How would you handle your (adult) child coming out as trans?

275 replies

Thinkingtoomuchandnotsleeping · 19/11/2025 13:24

Just that really. I am petrified of losing our incredibly close relationship but I cannot come to terms with the expectation that I am supposed to just affirm his choice.
He is very early in his "realisation".
How would you approach this?

OP posts:
Ddakji · 21/11/2025 18:06

Diverze · 21/11/2025 18:01

"We can talk about your discomfort, your questions, and what you’re trying to work through - slowly, honestly, and without pressure to declare a fixed identity or rush into anything. I’m here for you, I'm not against you. I want you to feel supported, grounded, and connected to reality as you figure out who you are.”
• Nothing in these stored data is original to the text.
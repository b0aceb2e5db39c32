//! Tracing setup for the `pressgate` binary.
//!
//! Logs always go to stderr: stdout carries the CLI's machine-readable output
//! (`run --output json`, `fingerprint`) and must stay parseable.

use tracing::Level;
use tracing_subscriber::layer::SubscriberExt;
use tracing_subscriber::util::SubscriberInitExt;
use tracing_subscriber::{fmt, EnvFilter, Layer};

/// Filter directive read before `RUST_LOG`, e.g. `pressgate_core=debug`.
pub const LOG_ENV: &str = "PRESSGATE_LOG";

/// `PRESSGATE_LOG`, then `RUST_LOG`, then `level`.
fn filter(level: Level) -> EnvFilter {
    EnvFilter::try_from_env(LOG_ENV)
        .or_else(|_| EnvFilter::try_from_default_env())
        .unwrap_or_else(|_| EnvFilter::new(level.as_str()))
}

/// Install the global subscriber. Only the first call in a process has any
/// effect.
///
/// With `json`, each line is one object whose `event` field names the run
/// lifecycle step, so CI log collectors can follow a run by `run_id`.
pub fn init_tracing(json: bool, level: Level) {
    let output = fmt::layer().with_target(false).with_writer(std::io::stderr);
    let output = if json {
        output.json().boxed()
    } else {
        output.boxed()
    };
    tracing_subscriber::registry()
        .with(filter(level))
        .with(output)
        .try_init()
        .ok();
}
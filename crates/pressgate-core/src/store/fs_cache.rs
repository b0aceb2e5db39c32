use std::fs;
use std::io::Write;
use std::path::{Path, PathBuf};

use async_trait::async_trait;
use chrono::{DateTime, Utc};
use serde::{Deserialize, Serialize};
use tempfile::NamedTempFile;

use super::{payload_digest, CacheEntry, CacheStore, StoreError, StoreResult};
use crate::fingerprint::Fingerprint;

const PAYLOAD_FILE: &str = "payload";
const ENTRY_FILE: &str = "entry.json";

/// On-disk entry metadata. Written after the payload, so its presence marks a
/// complete entry.
#[derive(Debug, Serialize, Deserialize)]
struct EntryMeta {
    key: Fingerprint,
    payload_digest: String,
    created_at: DateTime<Utc>,
}

/// Filesystem-backed cache store with git-style 2-char sharding.
///
/// Layout: `<root>/<first 2 hex chars>/<remaining hex chars>/{payload,entry.json}`
pub struct FsCacheStore {
    root: PathBuf,
}

impl FsCacheStore {
    /// Create a new `FsCacheStore` rooted at `root`, creating it if needed.
    pub fn new(root: impl AsRef<Path>) -> StoreResult<Self> {
        let root = root.as_ref().to_path_buf();
        fs::create_dir_all(&root)?;
        Ok(Self { root })
    }

    fn entry_dir(&self, key: &Fingerprint) -> PathBuf {
        let hex = key.as_str();
        self.root.join(&hex[..2]).join(&hex[2..])
    }

    fn read_meta(dir: &Path) -> StoreResult<Option<EntryMeta>> {
        match fs::read(dir.join(ENTRY_FILE)) {
            Ok(bytes) => Ok(Some(serde_json::from_slice(&bytes)?)),
            Err(e) if e.kind() == std::io::ErrorKind::NotFound => Ok(None),
            Err(e) => Err(e.into()),
        }
    }

    /// Atomic write: write to temp file in the same directory, then rename.
    fn write_atomic(dir: &Path, name: &str, data: &[u8]) -> StoreResult<()> {
        let mut tmp = NamedTempFile::new_in(dir)?;
        tmp.write_all(data)?;
        tmp.as_file().sync_all()?;
        tmp.persist(dir.join(name)).map_err(|e| e.error)?;
        Ok(())
    }
}

#[async_trait]
impl CacheStore for FsCacheStore {
    async fn lookup(&self, key: &Fingerprint) -> StoreResult<Option<CacheEntry>> {
        let dir = self.entry_dir(key);
        let Some(meta) = Self::read_meta(&dir)? else {
            return Ok(None);
        };
        let payload = match fs::read(dir.join(PAYLOAD_FILE)) {
            Ok(p) => p,
            Err(e) if e.kind() == std::io::ErrorKind::NotFound => {
                return Err(StoreError::Corrupted {
                    key: key.to_string(),
                    expected: meta.payload_digest,
                    actual: "<missing payload>".to_string(),
                });
            }
            Err(e) => return Err(e.into()),
        };

        let entry = CacheEntry {
            key: meta.key,
            payload,
            payload_digest: meta.payload_digest,
            created_at: meta.created_at,
        };
        if &entry.key != key {
            return Err(StoreError::Corrupted {
                key: key.to_string(),
                expected: key.to_string(),
                actual: entry.key.to_string(),
            });
        }
        entry.verify()?;
        Ok(Some(entry))
    }

    async fn store(&self, key: &Fingerprint, payload: &[u8]) -> StoreResult<()> {
        let dir = self.entry_dir(key);
        let digest = payload_digest(payload);

        if let Some(existing) = Self::read_meta(&dir)? {
            if existing.payload_digest == digest {
                return Ok(());
            }
            return Err(StoreError::Conflict(key.to_string()));
        }

        fs::create_dir_all(&dir)?;
        Self::write_atomic(&dir, PAYLOAD_FILE, payload)?;
        let meta = EntryMeta {
            key: key.clone(),
            payload_digest: digest,
            created_at: Utc::now(),
        };
        Self::write_atomic(&dir, ENTRY_FILE, &serde_json::to_vec_pretty(&meta)?)?;
        Ok(())
    }

    async fn invalidate(&self, key: &Fingerprint) -> StoreResult<()> {
        match fs::remove_dir_all(self.entry_dir(key)) {
            Ok(()) => Ok(()),
            Err(e) if e.kind() == std::io::ErrorKind::NotFound => Ok(()),
            Err(e) => Err(e.into()),
        }
    }
}
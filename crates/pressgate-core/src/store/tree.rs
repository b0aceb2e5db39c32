//! Directory-tree helpers shared by the artifact store and hosting endpoint.

use std::fs;
use std::io;
use std::path::{Path, PathBuf};

use sha2::{Digest, Sha256};

/// Deterministic digest of a directory tree and its regular-file count.
///
/// Hashes each file's `/`-separated relative path and bytes, in sorted path
/// order. Symlinks are followed.
pub fn tree_digest(root: &Path) -> io::Result<(String, u64)> {
    let mut files = Vec::new();
    collect_files(root, root, &mut files)?;
    files.sort();

    let mut hasher = Sha256::new();
    for rel in &files {
        let bytes = fs::read(root.join(rel))?;
        hasher.update(rel.as_bytes());
        hasher.update(b"\0");
        hasher.update((bytes.len() as u64).to_le_bytes());
        hasher.update(&bytes);
    }
    Ok((hex::encode(hasher.finalize()), files.len() as u64))
}

fn collect_files(root: &Path, dir: &Path, out: &mut Vec<String>) -> io::Result<()> {
    for entry in fs::read_dir(dir)? {
        let path = entry?.path();
        let meta = fs::metadata(&path)?;
        if meta.is_dir() {
            collect_files(root, &path, out)?;
        } else if meta.is_file() {
            out.push(relative_key(root, &path));
        }
    }
    Ok(())
}

fn relative_key(root: &Path, path: &Path) -> String {
    let rel = path.strip_prefix(root).unwrap_or(path);
    rel.components()
        .map(|c| c.as_os_str().to_string_lossy())
        .collect::<Vec<_>>()
        .join("/")
}

/// Recursively copy `src` into `dst`, creating `dst`.
pub fn copy_tree(src: &Path, dst: &Path) -> io::Result<()> {
    fs::create_dir_all(dst)?;
    for entry in fs::read_dir(src)? {
        let entry = entry?;
        let from = entry.path();
        let to: PathBuf = dst.join(entry.file_name());
        if fs::metadata(&from)?.is_dir() {
            copy_tree(&from, &to)?;
        } else {
            fs::copy(&from, &to)?;
        }
    }
    Ok(())
}

/// Whether `dir` exists and contains at least one entry.
pub fn is_non_empty_dir(dir: &Path) -> bool {
    fs::read_dir(dir)
        .map(|mut entries| entries.next().is_some())
        .unwrap_or(false)
}

#[cfg(test)]
mod tests {
    use super::*;

    fn write(root: &Path, rel: &str, body: &str) {
        let path = root.join(rel);
        fs::create_dir_all(path.parent().unwrap()).unwrap();
        fs::write(path, body).unwrap();
    }

    #[test]
    fn digest_stable_across_copies() {
        let a = tempfile::tempdir().unwrap();
        write(a.path(), "index.html", "<h1>hi</h1>");
        write(a.path(), "ch1/intro.html", "intro");

        let b = tempfile::tempdir().unwrap();
        copy_tree(a.path(), &b.path().join("copy")).unwrap();

        let (da, na) = tree_digest(a.path()).unwrap();
        let (db, nb) = tree_digest(&b.path().join("copy")).unwrap();
        assert_eq!(da, db);
        assert_eq!(na, 2);
        assert_eq!(nb, 2);
    }

    #[test]
    fn digest_sensitive_to_path_and_content() {
        let a = tempfile::tempdir().unwrap();
        write(a.path(), "a.html", "x");
        let b = tempfile::tempdir().unwrap();
        write(b.path(), "b.html", "x");
        let c = tempfile::tempdir().unwrap();
        write(c.path(), "a.html", "y");

        let da = tree_digest(a.path()).unwrap().0;
        assert_ne!(da, tree_digest(b.path()).unwrap().0);
        assert_ne!(da, tree_digest(c.path()).unwrap().0);
    }

    #[test]
    fn non_empty_dir_checks() {
        let dir = tempfile::tempdir().unwrap();
        assert!(!is_non_empty_dir(dir.path()));
        assert!(!is_non_empty_dir(&dir.path().join("missing")));
        write(dir.path(), "f", "1");
        assert!(is_non_empty_dir(dir.path()));
    }
}
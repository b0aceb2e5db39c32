//! External process execution with a wall-clock budget.
//!
//! On unix every child leads its own process group. On budget expiry, or when
//! the future is dropped, the whole group is sent SIGKILL, so helpers started
//! by a wrapper script die with it. The leader is then reaped before
//! returning and no zombie is left behind.

use std::process::Stdio;
use std::time::{Duration, Instant};

use tokio::io::{AsyncRead, AsyncReadExt};
use tokio::process::Command;
use tracing::warn;

/// How long to wait for pipe readers after killing a timed-out child.
const DRAIN_GRACE: Duration = Duration::from_secs(2);

/// Captured result of a finished process.
#[derive(Debug, Clone)]
pub struct ExecOutput {
    pub exit_code: i32,
    pub success: bool,
    pub stdout: Vec<u8>,
    pub stderr: Vec<u8>,
    pub duration_ms: u64,
}

impl ExecOutput {
    /// stdout followed by stderr, lossily decoded.
    pub fn combined_output(&self) -> String {
        combine(&self.stdout, &self.stderr)
    }
}

#[derive(Debug, thiserror::Error)]
pub enum ExecError {
    #[error("empty command")]
    EmptyCommand,

    #[error("failed to spawn `{program}`: {source}")]
    Spawn {
        program: String,
        #[source]
        source: std::io::Error,
    },

    #[error("process {pid:?} exceeded its {budget_ms}ms budget and was killed")]
    TimedOut {
        pid: Option<u32>,
        budget_ms: u64,
        output: String,
    },

    #[error("io error while waiting for process: {0}")]
    Io(#[from] std::io::Error),
}

/// Build a [`Command`] from an argv vector.
pub fn command_from_argv(argv: &[String]) -> Result<Command, ExecError> {
    let (program, args) = argv.split_first().ok_or(ExecError::EmptyCommand)?;
    let mut cmd = Command::new(program);
    cmd.args(args);
    Ok(cmd)
}

/// Run `cmd` to completion, killing it if `budget` elapses first.
pub async fn run_with_budget(mut cmd: Command, budget: Option<Duration>) -> Result<ExecOutput, ExecError> {
    let program = cmd.as_std().get_program().to_string_lossy().into_owned();
    let start = Instant::now();

    cmd.stdin(Stdio::null())
        .stdout(Stdio::piped())
        .stderr(Stdio::piped())
        .kill_on_drop(true);
    #[cfg(unix)]
    {
        use std::os::unix::process::CommandExt;
        cmd.as_std_mut().process_group(0);
    }

    let mut child = cmd
        .spawn()
        .map_err(|source| ExecError::Spawn { program, source })?;
    let pid = child.id();
    // Declared after `child` so it drops first, while the leader is unreaped.
    let mut group = ProcessGroup { leader: pid };

    let stdout = tokio::spawn(drain(child.stdout.take()));
    let stderr = tokio::spawn(drain(child.stderr.take()));

    let status = match budget {
        Some(limit) => match tokio::time::timeout(limit, child.wait()).await {
            Ok(status) => status?,
            Err(_) => {
                group.kill();
                // `kill` sends SIGKILL and waits, which reaps the leader.
                if let Err(e) = child.kill().await {
                    warn!(pid = ?pid, error = %e, "failed to kill timed-out process");
                }
                group.disarm();
                let out = collect(stdout, Some(DRAIN_GRACE)).await;
                let err = collect(stderr, Some(DRAIN_GRACE)).await;
                return Err(ExecError::TimedOut {
                    pid,
                    budget_ms: limit.as_millis() as u64,
                    output: combine(&out, &err),
                });
            }
        },
        None => child.wait().await?,
    };
    // The leader is reaped; its group id may be reused from here on.
    group.disarm();

    let stdout = collect(stdout, None).await;
    let stderr = collect(stderr, None).await;

    Ok(ExecOutput {
        exit_code: status.code().unwrap_or(-1),
        success: status.success(),
        stdout,
        stderr,
        duration_ms: start.elapsed().as_millis() as u64,
    })
}

/// Process group led by a spawned child. Dropping it kills the group.
struct ProcessGroup {
    leader: Option<u32>,
}

impl ProcessGroup {
    /// SIGKILL every process in the group. Must run before the leader is reaped.
    #[cfg(unix)]
    fn kill(&self) {
        use nix::sys::signal::{killpg, Signal};
        use nix::unistd::Pid;

        let Some(leader) = self.leader else { return };
        match killpg(Pid::from_raw(leader as i32), Signal::SIGKILL) {
            Ok(()) | Err(nix::errno::Errno::ESRCH) => {}
            Err(e) => warn!(pgid = leader, error = %e, "failed to kill process group"),
        }
    }

    #[cfg(not(unix))]
    fn kill(&self) {}

    fn disarm(&mut self) {
        self.leader = None;
    }
}

impl Drop for ProcessGroup {
    fn drop(&mut self) {
        self.kill();
    }
}

async fn drain<R: AsyncRead + Unpin>(pipe: Option<R>) -> Vec<u8> {
    let mut buf = Vec::new();
    if let Some(mut pipe) = pipe {
        // Partial output is still useful if the read fails midway.
        let _ = pipe.read_to_end(&mut buf).await;
    }
    buf
}

async fn collect(task: tokio::task::JoinHandle<Vec<u8>>, grace: Option<Duration>) -> Vec<u8> {
    match grace {
        Some(limit) => {
            let abort = task.abort_handle();
            match tokio::time::timeout(limit, task).await {
                Ok(res) => res.unwrap_or_default(),
                Err(_) => {
                    // A process that left the group still holds the pipe open.
                    abort.abort();
                    Vec::new()
                }
            }
        }
        None => task.await.unwrap_or_default(),
    }
}

fn combine(stdout: &[u8], stderr: &[u8]) -> String {
    let mut text = String::from_utf8_lossy(stdout).into_owned();
    let err = String::from_utf8_lossy(stderr);
    if !err.is_empty() {
        if !text.is_empty() && !text.ends_with('\n') {
            text.push('\n');
        }
        text.push_str(&err);
    }
    text
}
This is disingenuous though isn't it? Because you are presupposing the outcome and against the person adopting a trans identity.

As I have said many times on this thread, many trans people know they aren't really the other sex and that they don't pass. What people don't get is that "passing" isn't what drives transition, well it might be for homosexual transexuals, but not for autistic young people. It's about their sense of self.

But presumably it’s into entirely internal if, as you said upthread, if others won’t go along with the new identity, that’s a problem.

It often seems to me that trans requires an audience. It’s external.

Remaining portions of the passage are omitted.